Saturday, December 27, 2014

Vs. Constructivism

This got me started:  https://ateacherswonderings.wordpress.com/2014/04/27/inquiry-to-what-end/

Which led to these:

http://www.deliberations.com.au/2006/09/bereiter-education-and-mind-in.html

http://www.wou.edu/~girodm/middle/Airasian.pdf
  • Constructivism is so widely accepted because of the widespread belief that current methods don't promote "higher-order" thinking, because it allows for greater teacher discretion over teaching and learning, and because its rhetoric is sexy:  "lighting the spark" of motivation rather than "filling the buckets" of knowledge, all students can learn, emancipating the teacher.
  • Caution #1:  An epistemology of learning is not a prescription for an instructional approach.  Just because a lesson is "hands-on" does not make it constructivist.
  • Caution #2:  Constructivist techniques are not the sole means by which students construct meaning.  No single method should be used exclusively.
  • Caution #3:  Implementing constructivism is time-consuming.  There will necessarily be more emphasis on depth than breadth.
  • Caution #4:  There need to be clear criteria and standards for evaluation student constructions.  It's not true that all constructed knowledge is equally valid.

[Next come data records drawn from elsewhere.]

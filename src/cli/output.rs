//! Output formatting for render results and health checks
//!
//! This module provides formatters for JSON (machine-readable) and
//! human-readable text output.

use anyhow::{Context, Result};
use serde::Serialize;
use std::path::PathBuf;

use crate::pipeline::RenderReport;

/// Output format enumeration
#[derive(Debug, Clone, Copy, PartialEq, Eq)]
pub enum OutputFormat {
    /// JSON format (machine-readable)
    Json,
    /// Human-readable formatted text
    Human,
}

/// Result of an environment health check
#[derive(Debug, Clone, Serialize)]
pub struct DoctorReport {
    /// Configured renderer executable
    pub renderer: PathBuf,
    /// Whether the renderer responded to a version probe
    pub renderer_available: bool,
    /// First line of the renderer's version output, if any
    pub renderer_version: Option<String>,
    /// Configured LLM provider
    pub provider: String,
    /// Configured model
    pub model: String,
    /// Configured render quality
    pub quality: String,
    /// Whether configuration validation passed
    pub config_valid: bool,
    /// Validation error, if configuration is invalid
    pub config_error: Option<String>,
}

impl DoctorReport {
    /// True when everything needed for a render is in place
    pub fn healthy(&self) -> bool {
        self.renderer_available && self.config_valid
    }
}

/// Output formatter for CLI results
pub struct OutputFormatter {
    format: OutputFormat,
}

impl OutputFormatter {
    /// Creates a new output formatter with the specified format
    pub fn new(format: OutputFormat) -> Self {
        Self { format }
    }

    /// Formats a completed render report
    pub fn format_report(&self, report: &RenderReport, show_code: bool) -> Result<String> {
        match self.format {
            OutputFormat::Json => {
                serde_json::to_string_pretty(report).context("Failed to serialize render report")
            }
            OutputFormat::Human => Ok(self.format_report_human(report, show_code)),
        }
    }

    /// Formats a doctor report
    pub fn format_doctor(&self, report: &DoctorReport) -> Result<String> {
        match self.format {
            OutputFormat::Json => {
                serde_json::to_string_pretty(report).context("Failed to serialize doctor report")
            }
            OutputFormat::Human => Ok(self.format_doctor_human(report)),
        }
    }

    fn format_report_human(&self, report: &RenderReport, show_code: bool) -> String {
        let mut out = String::new();

        out.push_str(&format!("Animation: {}\n", report.prompt));
        out.push_str(&format!("Scene:     {}\n", report.scene_name));
        out.push_str(&format!("Video:     {}\n", report.video_path.display()));
        out.push_str(&format!(
            "Timing:    generated in {:.1}s, rendered in {:.1}s\n",
            report.generation_time.as_secs_f64(),
            report.render_time.as_secs_f64()
        ));

        if show_code {
            out.push_str("\nGenerated Manim code:\n");
            out.push_str(&report.generated_code);
            if !report.generated_code.ends_with('\n') {
                out.push('\n');
            }
        }

        out
    }

    fn format_doctor_human(&self, report: &DoctorReport) -> String {
        let mut out = String::new();

        let renderer_status = if report.renderer_available {
            match &report.renderer_version {
                Some(version) => format!("ok ({})", version),
                None => "ok".to_string(),
            }
        } else {
            "NOT FOUND".to_string()
        };
        out.push_str(&format!(
            "Renderer:  {} ... {}\n",
            report.renderer.display(),
            renderer_status
        ));

        out.push_str(&format!(
            "Provider:  {} (model: {})\n",
            report.provider, report.model
        ));
        out.push_str(&format!("Quality:   {}\n", report.quality));

        match &report.config_error {
            None => out.push_str("Config:    ok\n"),
            Some(error) => out.push_str(&format!("Config:    INVALID ({})\n", error)),
        }

        if !report.renderer_available {
            out.push_str(
                "\nManim was not found. Install it (https://www.manim.community/) or set \
                 SKETCHMOTION_RENDERER to the executable path.\n",
            );
        }

        out
    }
}

#[cfg(test)]
mod tests {
    use super::*;
    use chrono::Utc;
    use std::time::Duration;
    use uuid::Uuid;

    fn sample_report() -> RenderReport {
        RenderReport {
            request_id: Uuid::nil(),
            prompt: "a circle".to_string(),
            scene_name: "SimpleCircle".to_string(),
            video_path: PathBuf::from("media/videos/tmp/480p15/SimpleCircle.mp4"),
            generated_code: "from manim import *\n".to_string(),
            generation_time: Duration::from_millis(1500),
            render_time: Duration::from_millis(8200),
            completed_at: Utc::now(),
        }
    }

    #[test]
    fn test_human_report_contains_key_fields() {
        let formatter = OutputFormatter::new(OutputFormat::Human);
        let output = formatter.format_report(&sample_report(), false).unwrap();

        assert!(output.contains("SimpleCircle"));
        assert!(output.contains("SimpleCircle.mp4"));
        assert!(!output.contains("from manim import"));
    }

    #[test]
    fn test_human_report_show_code() {
        let formatter = OutputFormatter::new(OutputFormat::Human);
        let output = formatter.format_report(&sample_report(), true).unwrap();
        assert!(output.contains("from manim import *"));
    }

    #[test]
    fn test_json_report_is_valid_json() {
        let formatter = OutputFormatter::new(OutputFormat::Json);
        let output = formatter.format_report(&sample_report(), false).unwrap();

        let value: serde_json::Value = serde_json::from_str(&output).unwrap();
        assert_eq!(value["scene_name"], "SimpleCircle");
    }

    fn sample_doctor(available: bool) -> DoctorReport {
        DoctorReport {
            renderer: PathBuf::from("manim"),
            renderer_available: available,
            renderer_version: available.then(|| "Manim Community v0.18.1".to_string()),
            provider: "Gemini".to_string(),
            model: "gemini-2.0-flash-001".to_string(),
            quality: "low".to_string(),
            config_valid: true,
            config_error: None,
        }
    }

    #[test]
    fn test_doctor_healthy() {
        assert!(sample_doctor(true).healthy());
        assert!(!sample_doctor(false).healthy());
    }

    #[test]
    fn test_doctor_human_mentions_missing_renderer() {
        let formatter = OutputFormatter::new(OutputFormat::Human);
        let output = formatter.format_doctor(&sample_doctor(false)).unwrap();
        assert!(output.contains("NOT FOUND"));
        assert!(output.contains("SKETCHMOTION_RENDERER"));
    }

    #[test]
    fn test_doctor_json_round_trips() {
        let formatter = OutputFormatter::new(OutputFormat::Json);
        let output = formatter.format_doctor(&sample_doctor(true)).unwrap();
        let value: serde_json::Value = serde_json::from_str(&output).unwrap();
        assert_eq!(value["renderer_available"], true);
    }
}
//! LLM communication types
//!
//! This module defines the types used for LLM request/response communication,
//! independent of any specific provider implementation.

use serde::{Deserialize, Serialize};
use std::time::Duration;

/// Role of a message in the conversation
#[derive(Debug, Clone, Copy, PartialEq, Eq, Serialize, Deserialize)]
#[serde(rename_all = "lowercase")]
pub enum MessageRole {
    /// System instructions
    System,
    /// User message
    User,
    /// Assistant (LLM) response
    Assistant,
}

/// A message in the conversation
#[derive(Debug, Clone, Serialize, Deserialize)]
pub struct ChatMessage {
    /// Role of the message sender
    pub role: MessageRole,
    /// Text content of the message
    pub content: String,
}

impl ChatMessage {
    /// Creates a system message
    pub fn system(content: impl Into<String>) -> Self {
        Self {
            role: MessageRole::System,
            content: content.into(),
        }
    }

    /// Creates a user message
    pub fn user(content: impl Into<String>) -> Self {
        Self {
            role: MessageRole::User,
            content: content.into(),
        }
    }

    /// Creates an assistant message
    pub fn assistant(content: impl Into<String>) -> Self {
        Self {
            role: MessageRole::Assistant,
            content: content.into(),
        }
    }
}

/// Request to send to the LLM
#[derive(Debug, Clone)]
pub struct GenerationRequest {
    /// Conversation messages
    pub messages: Vec<ChatMessage>,
    /// Temperature for response generation (0.0 - 1.0)
    pub temperature: Option<f32>,
    /// Maximum tokens to generate
    pub max_tokens: Option<u32>,
}

impl GenerationRequest {
    /// Creates a new request with messages
    pub fn new(messages: Vec<ChatMessage>) -> Self {
        Self {
            messages,
            temperature: None,
            max_tokens: None,
        }
    }

    /// Creates a request holding a single user prompt
    pub fn from_prompt(prompt: impl Into<String>) -> Self {
        Self::new(vec![ChatMessage::user(prompt)])
    }

    /// Sets the temperature
    pub fn with_temperature(mut self, temperature: f32) -> Self {
        self.temperature = Some(temperature);
        self
    }

    /// Sets the maximum tokens
    pub fn with_max_tokens(mut self, max_tokens: u32) -> Self {
        self.max_tokens = Some(max_tokens);
        self
    }
}

/// Response from the LLM
#[derive(Debug, Clone)]
pub struct GenerationResponse {
    /// Text content of the response
    pub content: String,
    /// Time taken for the request
    pub response_time: Duration,
}

impl GenerationResponse {
    /// Creates a new response with just content
    pub fn text(content: impl Into<String>, response_time: Duration) -> Self {
        Self {
            content: content.into(),
            response_time,
        }
    }
}
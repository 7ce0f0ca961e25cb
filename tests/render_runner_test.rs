//! Renderer orchestration integration tests
//!
//! These exercise `SceneRunner` against stub renderer executables that
//! imitate manim's observable contract: argument order, output layout,
//! exit codes, and (mis)behavior under timeouts.

#![cfg(unix)]

mod support;

use sketchmotion::render::{Quality, RenderConfig, RenderError, SceneRunner};
use std::path::Path;
use std::time::{Duration, Instant};
use support::{invoked_script_path, stub_renderer, StubBehavior, SIMPLE_CIRCLE_SOURCE};
use tempfile::TempDir;

fn runner_with(behavior: StubBehavior, work_dir: &Path, timeout: Duration) -> SceneRunner {
    let program = stub_renderer(work_dir, behavior);
    SceneRunner::new(RenderConfig {
        program,
        work_dir: work_dir.to_path_buf(),
        quality: Quality::Low,
        timeout,
    })
}

#[tokio::test]
async fn test_successful_render_returns_expected_path() {
    let tmp = TempDir::new().unwrap();
    let runner = runner_with(StubBehavior::Succeed, tmp.path(), Duration::from_secs(30));

    let video = runner
        .render(SIMPLE_CIRCLE_SOURCE, "SimpleCircle")
        .await
        .expect("stub render should succeed");

    assert_eq!(video.scene_name, "SimpleCircle");
    assert!(video.video_path.is_file());

    // The path must follow media/videos/<stem>/480p15/<scene>.mp4 exactly.
    let script = invoked_script_path(tmp.path());
    let stem = script.file_stem().unwrap().to_str().unwrap();
    assert_eq!(
        video.video_path,
        tmp.path()
            .join("media")
            .join("videos")
            .join(stem)
            .join("480p15")
            .join("SimpleCircle.mp4")
    );
}

#[tokio::test]
async fn test_temp_script_removed_after_success() {
    let tmp = TempDir::new().unwrap();
    let runner = runner_with(StubBehavior::Succeed, tmp.path(), Duration::from_secs(30));

    runner
        .render(SIMPLE_CIRCLE_SOURCE, "SimpleCircle")
        .await
        .unwrap();

    let script = invoked_script_path(tmp.path());
    assert!(
        !script.exists(),
        "temporary script {} should have been removed",
        script.display()
    );
}

#[tokio::test]
async fn test_failed_render_carries_stderr() {
    let tmp = TempDir::new().unwrap();
    let runner = runner_with(StubBehavior::Fail, tmp.path(), Duration::from_secs(30));

    let err = runner
        .render(SIMPLE_CIRCLE_SOURCE, "SimpleCircle")
        .await
        .unwrap_err();

    match err {
        RenderError::RenderFailed {
            status,
            stdout,
            stderr,
        } => {
            assert_eq!(status.code(), Some(1));
            assert!(stdout.contains("Example render progress"));
            assert!(stderr.contains("SyntaxError: invalid manim scene"));
        }
        other => panic!("expected RenderFailed, got {:?}", other),
    }

    // Cleanup holds on the failure path too.
    assert!(!invoked_script_path(tmp.path()).exists());
}

#[tokio::test]
async fn test_timeout_kills_the_renderer() {
    let tmp = TempDir::new().unwrap();
    let runner = runner_with(StubBehavior::Hang, tmp.path(), Duration::from_secs(1));

    let start = Instant::now();
    let err = runner
        .render(SIMPLE_CIRCLE_SOURCE, "SimpleCircle")
        .await
        .unwrap_err();
    let elapsed = start.elapsed();

    // Timeout, not RenderFailed, and within the bound plus a small grace.
    assert!(matches!(err, RenderError::Timeout { .. }));
    assert!(
        elapsed < Duration::from_secs(6),
        "timeout took {:?}, expected ~1s + grace",
        elapsed
    );

    // The stub recorded its own pid before sleeping; it must be dead now.
    let pid = std::fs::read_to_string(tmp.path().join("renderer-pid.txt"))
        .expect("stub should have recorded its pid");
    let alive = std::process::Command::new("kill")
        .args(["-0", pid.trim()])
        .status()
        .map(|status| status.success())
        .unwrap_or(false);
    assert!(!alive, "renderer process {} still running", pid.trim());

    assert!(!invoked_script_path(tmp.path()).exists());
}

#[tokio::test]
async fn test_artifact_missing_lists_output_directory() {
    let tmp = TempDir::new().unwrap();
    let runner = runner_with(
        StubBehavior::WrongFolder,
        tmp.path(),
        Duration::from_secs(30),
    );

    let err = runner
        .render(SIMPLE_CIRCLE_SOURCE, "SimpleCircle")
        .await
        .unwrap_err();

    match err {
        RenderError::ArtifactMissing {
            expected, siblings, ..
        } => {
            assert!(expected.to_string_lossy().contains("480p15"));
            assert!(
                siblings.iter().any(|name| name.contains("720p30")),
                "siblings should reveal where the renderer actually wrote: {:?}",
                siblings
            );
        }
        other => panic!("expected ArtifactMissing, got {:?}", other),
    }

    assert!(!invoked_script_path(tmp.path()).exists());
}

#[tokio::test]
async fn test_missing_renderer_is_a_configuration_error() {
    let tmp = TempDir::new().unwrap();
    let runner = SceneRunner::new(RenderConfig {
        program: tmp.path().join("no-such-renderer"),
        work_dir: tmp.path().to_path_buf(),
        quality: Quality::Low,
        timeout: Duration::from_secs(5),
    });

    let err = runner
        .render(SIMPLE_CIRCLE_SOURCE, "SimpleCircle")
        .await
        .unwrap_err();

    assert!(matches!(err, RenderError::RendererNotFound { .. }));
}

#[tokio::test]
async fn test_stale_output_is_removed_before_rendering() {
    // Two consecutive renders in the same work dir use different script
    // stems, so the first render's output must survive the second run.
    let tmp = TempDir::new().unwrap();
    let runner = runner_with(StubBehavior::Succeed, tmp.path(), Duration::from_secs(30));

    let first = runner
        .render(SIMPLE_CIRCLE_SOURCE, "SimpleCircle")
        .await
        .unwrap();
    let second = runner
        .render(SIMPLE_CIRCLE_SOURCE, "SimpleCircle")
        .await
        .unwrap();

    assert_ne!(first.video_path, second.video_path);
    assert!(first.video_path.is_file());
    assert!(second.video_path.is_file());
}
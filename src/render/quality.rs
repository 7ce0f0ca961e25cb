//! Render quality profiles
//!
//! Each quality maps to both a `manim` CLI flag and the resolution/frame-rate
//! folder Manim writes output under. The folder names are an external
//! contract with Manim's own output discovery; changing them here without a
//! matching renderer change produces false "video not found" failures.

use serde::{Deserialize, Serialize};
use std::fmt;
use std::str::FromStr;

/// Rendering quality profile
#[derive(Debug, Clone, Copy, PartialEq, Eq, Serialize, Deserialize)]
#[serde(rename_all = "lowercase")]
pub enum Quality {
    /// 480p @ 15fps, fastest renders
    Low,
    /// 720p @ 30fps
    Medium,
    /// 1080p @ 60fps
    High,
    /// 2160p @ 60fps (4k)
    Ultra,
}

impl Quality {
    /// The `manim` command-line flag selecting this quality
    pub fn cli_flag(&self) -> &'static str {
        match self {
            Quality::Low => "-ql",
            Quality::Medium => "-qm",
            Quality::High => "-qh",
            Quality::Ultra => "-qk",
        }
    }

    /// The output folder name Manim uses for this quality
    pub fn folder(&self) -> &'static str {
        match self {
            Quality::Low => "480p15",
            Quality::Medium => "720p30",
            Quality::High => "1080p60",
            Quality::Ultra => "2160p60",
        }
    }

    /// All quality profiles, in ascending render cost
    pub fn all() -> [Quality; 4] {
        [Quality::Low, Quality::Medium, Quality::High, Quality::Ultra]
    }
}

impl fmt::Display for Quality {
    fn fmt(&self, f: &mut fmt::Formatter<'_>) -> fmt::Result {
        let name = match self {
            Quality::Low => "low",
            Quality::Medium => "medium",
            Quality::High => "high",
            Quality::Ultra => "ultra",
        };
        write!(f, "{}", name)
    }
}

impl FromStr for Quality {
    type Err = String;

    /// Parses a quality name; unrecognized names are a hard error rather
    /// than a silent fallback, so configuration typos surface immediately.
    fn from_str(s: &str) -> Result<Self, Self::Err> {
        match s.to_lowercase().as_str() {
            "low" => Ok(Quality::Low),
            "medium" => Ok(Quality::Medium),
            "high" => Ok(Quality::High),
            "ultra" => Ok(Quality::Ultra),
            other => Err(format!(
                "Invalid quality: {}. Valid options: low, medium, high, ultra",
                other
            )),
        }
    }
}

http://people.ucsc.edu/~gwells/Files/Courses_Folder/ED%20261%20Papers/Scardamalia%20Knowledge%20Building.pdf

  • Distinction between shallow and deep constructivism: "The shallowest forms engage students in tasks and activities in which ideas have no overt presence but are entirely implicit. Students describe the activities they are engaged in (e.g., planting seeds, measuring shadows) and show little awareness of the underlying principles these tasks are to convey."
  • "Knowledge building environments enable ideas to get out into the world and onto a path of continual improvement. This means not only preserving them but making them available to the whole community in a form that allows them to be discussed, interconnected, revised, and superseded."